Un dernier chapitre (chap. 3) s’interroge sur le rapport des bossus au genre, puisque ces objets sont presque tous masculins, à deux exceptions près. Les bossus sont des exclus : des mendiants et des esclaves qu’on reconnait à leur nudité pour les hommes, des vieilles et des grosses pour les femmes, peut-être en lien avec le monde de Dionysos. Ils ne se réduisent toutefois pas à ces statuts inférieurs, antithétiques avec la kalokagathia. Certains sont habillés et un cas au moins a pu représenter un citoyen, la difformité n’étant pas un obstacle dans les carrières publiques, comme le montre celle du père de Galba (p. 79-81). Si, comme Graham l’a montré, les difformités étaient très communes parmi les populations anciennes, les représentations de bossus ne sont absolument pas des figures fantaisistes, comme les autres miniatures, mais plutôt des caricatures d’un entourage bien réel, soumises à l’évolution des perceptions du handicap (p. 83).

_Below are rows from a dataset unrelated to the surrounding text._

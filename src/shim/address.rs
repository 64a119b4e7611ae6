// Copyright 2019-2026 ChainSafe Systems
// SPDX-License-Identifier: Apache-2.0, MIT

use std::{fmt, str::FromStr};

use serde::{Deserialize, Serialize};

/// Address protocols, as encoded in the second character of the textual form.
#[derive(Debug, Clone, Copy, PartialEq, Eq, Hash, strum::Display)]
pub enum Protocol {
    #[strum(to_string = "ID")]
    Id,
    Secp256k1,
    Actor,
    #[strum(to_string = "BLS")]
    Bls,
    Delegated,
}

impl Protocol {
    fn from_digit(c: char) -> Option<Self> {
        match c {
            '0' => Some(Self::Id),
            '1' => Some(Self::Secp256k1),
            '2' => Some(Self::Actor),
            '3' => Some(Self::Bls),
            '4' => Some(Self::Delegated),
            _ => None,
        }
    }
}

#[derive(Debug, Clone, PartialEq, Eq, thiserror::Error)]
pub enum Error {
    #[error("address is too short: {0:?}")]
    TooShort(String),
    #[error("unknown network prefix in address {0:?}")]
    UnknownNetwork(String),
    #[error("unknown protocol in address {0:?}")]
    UnknownProtocol(String),
    #[error("invalid ID address payload in {0:?}")]
    InvalidId(String),
}

/// A chain address in its textual form, e.g. `f01234` or `t3...`.
///
/// The indexer never signs or verifies with addresses; it validates the
/// envelope (network prefix and protocol) and keeps the text as reported by
/// the node so it can be persisted verbatim.
#[derive(Debug, Clone, PartialEq, Eq, Hash, PartialOrd, Ord, Serialize, Deserialize)]
#[serde(try_from = "String", into = "String")]
pub struct Address(String);

impl Address {
    /// Builds an ID address on the network identified by `prefix` (`f` or `t`).
    pub fn new_id(prefix: char, id: u64) -> Self {
        Self(format!("{prefix}0{id}"))
    }

    pub fn protocol(&self) -> Protocol {
        // Validated on construction.
        self.0
            .chars()
            .nth(1)
            .and_then(Protocol::from_digit)
            .unwrap_or(Protocol::Id)
    }

    /// Returns the actor ID for ID addresses.
    pub fn id(&self) -> Option<u64> {
        match self.protocol() {
            Protocol::Id => self.0[2..].parse().ok(),
            _ => None,
        }
    }

    pub fn as_str(&self) -> &str {
        &self.0
    }
}

impl FromStr for Address {
    type Err = Error;

    fn from_str(s: &str) -> Result<Self, Self::Err> {
        let mut chars = s.chars();
        let (Some(network), Some(protocol)) = (chars.next(), chars.next()) else {
            return Err(Error::TooShort(s.into()));
        };
        if s.len() < 3 {
            return Err(Error::TooShort(s.into()));
        }
        if !matches!(network, 'f' | 't') {
            return Err(Error::UnknownNetwork(s.into()));
        }
        match Protocol::from_digit(protocol) {
            Some(Protocol::Id) => {
                s[2..]
                    .parse::<u64>()
                    .map_err(|_| Error::InvalidId(s.into()))?;
            }
            Some(_) => {}
            None => return Err(Error::UnknownProtocol(s.into())),
        }
        Ok(Self(s.to_owned()))
    }
}

impl TryFrom<String> for Address {
    type Error = Error;

    fn try_from(value: String) -> Result<Self, Self::Error> {
        value.parse()
    }
}

impl From<Address> for String {
    fn from(value: Address) -> Self {
        value.0
    }
}

impl fmt::Display for Address {
    fn fmt(&self, f: &mut fmt::Formatter<'_>) -> fmt::Result {
        f.write_str(&self.0)
    }
}

#[cfg(test)]
mod tests {
    use super::*;

    #[test]
    fn parse_id_address() {
        let addr: Address = "f01234".parse().unwrap();
        assert_eq!(addr.protocol(), Protocol::Id);
        assert_eq!(addr.id(), Some(1234));
        assert_eq!(addr, Address::new_id('f', 1234));
    }

    #[test]
    fn parse_other_protocols() {
        let addr: Address = "t3vvmn62lofvhjd2ugzca6sof2j2ubwok6cj4xxbfzz4yuxfkgobpihhd2thlanmsh3w2ptld2gqkn2jvlss4a"
            .parse()
            .unwrap();
        assert_eq!(addr.protocol(), Protocol::Bls);
        assert_eq!(addr.id(), None);
    }

    #[test]
    fn reject_malformed() {
        assert!("x01".parse::<Address>().is_err());
        assert!("f9abc".parse::<Address>().is_err());
        assert!("f0abc".parse::<Address>().is_err());
        assert!("f".parse::<Address>().is_err());
    }

    #[test]
    fn serde_as_string() {
        let addr = Address::new_id('t', 7);
        let json = serde_json::to_string(&addr).unwrap();
        assert_eq!(json, "\"t07\"");
        assert_eq!(serde_json::from_str::<Address>(&json).unwrap(), addr);
    }
}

Le catalogue représente un travail remarquable et le propos développe souvent d’intéressantes réflexions sur une matière difficile. Toutefois, il ne convainc pas entièrement sur le rapport entretenu entre représentation et réalité, notamment à cause du recours au vocabulaire de l’altérité (the Other, Otherness, etc.). Si justement les bossus étaient si présents dans les sociétés grecques et romaines, pourquoi fallait-il les domestiquer par le biais de représentations miniaturisées et caricaturales ? La miniaturisation a permis de les dominer et de les appréhender, comme l’auteur l’écrit, mais on ne saurait interpréter la dimension comique comme ouverture à une réflexion sur le normal et le pathologique. Par un recours réflexe plus que réflexif au ridicule et à l’ironie, ces miniatures visent précisément à empêcher une telle mise en question. Et si le grotesque, la surprise et le contraste de ces figurines ont une fonction sociale, il s’agirait plutôt d’interdire toute interrogation sur un partage vacillant sous l’effet de la bonne intégration des handicapés, en la couvrant sous un ricanement permanent.